The result is just a mean of 8 vectors constituting columns of aq matrix, clearly not what we wanted.

As a second application let us rewrite the function calculating the coefficient of determination using broadcasting. Let’s see the implementation

 
 function R²(x, y)
     X = [ones(11) x]
     model = X \ y
     prediction = X * model
     error = y - prediction
     SS_res = sum(v -> v ^ 2, error)
     mean_y = mean(y)
     SS_tot = sum(v -> (v - mean_y) ^ 2, y)
     return 1 - SS_res / SS_tot
 end
  

If we wanted to use broadcasting, we could write:

 
 function R²(x, y)
     X = [ones(11) x]
     model = X \ y
     prediction = X * model
     SS_res = sum((y .- prediction) .^ 2)
     SS_tot = sum((y .- mean(y)) .^ 2)
     return 1 - SS_res / SS_tot
 end
  

As you can see, we have changed formulas for SS_res and SS_tot. In both cases we have used the dot (.) twice. For example, in (y .- prediction) .^ 2 we are broadcasting both subtraction and exponentiation.

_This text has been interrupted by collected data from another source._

// SPDX-License-Identifier: AGPL-3.0-or-later
//
// Copyright (C) 2026 Relational Network

//! JSON body extractor that runs `validator` rules.

use axum::{
    extract::{rejection::JsonRejection, FromRequest, Request},
    Json,
};
use serde::de::DeserializeOwned;
use validator::{Validate, ValidationError};

use crate::error::ApiError;
use crate::models::{normalize_username, username_rejection};

/// Like `Json<T>`, but rejects bodies failing `T::validate()`.
///
/// Malformed JSON and rule violations both map to 400.
pub struct ValidatedJson<T>(pub T);

impl<T, S> FromRequest<S> for ValidatedJson<T>
where
    T: DeserializeOwned + Validate,
    S: Send + Sync,
{
    type Rejection = ApiError;

    async fn from_request(req: Request, state: &S) -> Result<Self, Self::Rejection> {
        let Json(value) = Json::<T>::from_request(req, state)
            .await
            .map_err(|rejection: JsonRejection| ApiError::bad_request(rejection.body_text()))?;
        value
            .validate()
            .map_err(|e| ApiError::bad_request(format!("Validation failed: {e}")))?;
        Ok(Self(value))
    }
}

/// `validator` rule for usernames, applied to the normalized form.
pub fn validate_username(raw: &str) -> Result<(), ValidationError> {
    match username_rejection(&normalize_username(raw)) {
        None => Ok(()),
        Some(reason) => Err(ValidationError::new("username").with_message(reason.into())),
    }
}

/// `validator` rule rejecting blank strings.
pub fn validate_not_blank(raw: &str) -> Result<(), ValidationError> {
    if raw.trim().is_empty() {
        Err(ValidationError::new("blank").with_message("must not be blank".into()))
    } else {
        Ok(())
    }
}

/// `validator` rule for avatar links: absolute http(s) URLs only.
pub fn validate_avatar_url(raw: &str) -> Result<(), ValidationError> {
    match url::Url::parse(raw) {
        Ok(parsed) if matches!(parsed.scheme(), "http" | "https") && parsed.host().is_some() => Ok(()),
        _ => Err(ValidationError::new("url").with_message("must be an http(s) URL".into())),
    }
}

/// Longest XMTP inbox id accepted in a list.
pub const MAX_XMTP_ID_LEN: usize = 256;

/// `validator` rule applied to each entry of an id list.
pub fn validate_xmtp_ids(ids: &[String]) -> Result<(), ValidationError> {
    if ids
        .iter()
        .any(|id| id.trim().is_empty() || id.len() > MAX_XMTP_ID_LEN)
    {
        Err(ValidationError::new("xmtp_id")
            .with_message(format!("ids must be 1 to {MAX_XMTP_ID_LEN} characters").into()))
    } else {
        Ok(())
    }
}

Efficiency of broadcasting in Julia

A very important feature of Julia that differentiates it from R and Python is that if it encounters several broadcasting operations in a single expression chained together, it performs such operation in one pass without allocating any intermediate objects. This feature is called broadcast fusion and greatly improves the performance of complex broadcasted operations. Broadcast fusion can be efficient because Julia compiles your program as a whole, so when broadcasting operation is encountered the compiler can fully optimize the native code that gets executed. This is different from R and Python, where support for broadcasted operations are usually implemented in languages like C and stored in precompiled binaries for a limited predefined set of functions.

If you would like to learn more how this feature of the Julia language works, I recommend you start with this blog post https://julialang.org/blog/2018/05/extensible-broadcast-fusion/.

By now you know four ways of iteratively applying operations to elements of collections:

  • using for loops
  • using comprehensions
  • using the map function (and other similar higher-order functions that take functions as their arguments)
  • using broadcasting

You probably ask yourself in which cases you should use which option. Fortunately, this is mostly a convenience and code readability choice. In your projects use the option that is easiest for you to use, and which results in the most readable code. One of the great features of the Julia language is that all these options are fast. This means that most of the time you do not sacrifice performance by choosing one of them over the other. There are exceptions to this rule in some cases. Apart from the differences that I discussed above, one of the most important exceptions is that if you use the for loop or when you use the map function, then using the Threads module or ThreadsX.jl package you can optionally make the operation take advantage of all cores of your processor. Ability to easily support multi-threaded execution of your code is a feature that distinguishes Julia from R and Python.

That’s all for now. Thanks for reading.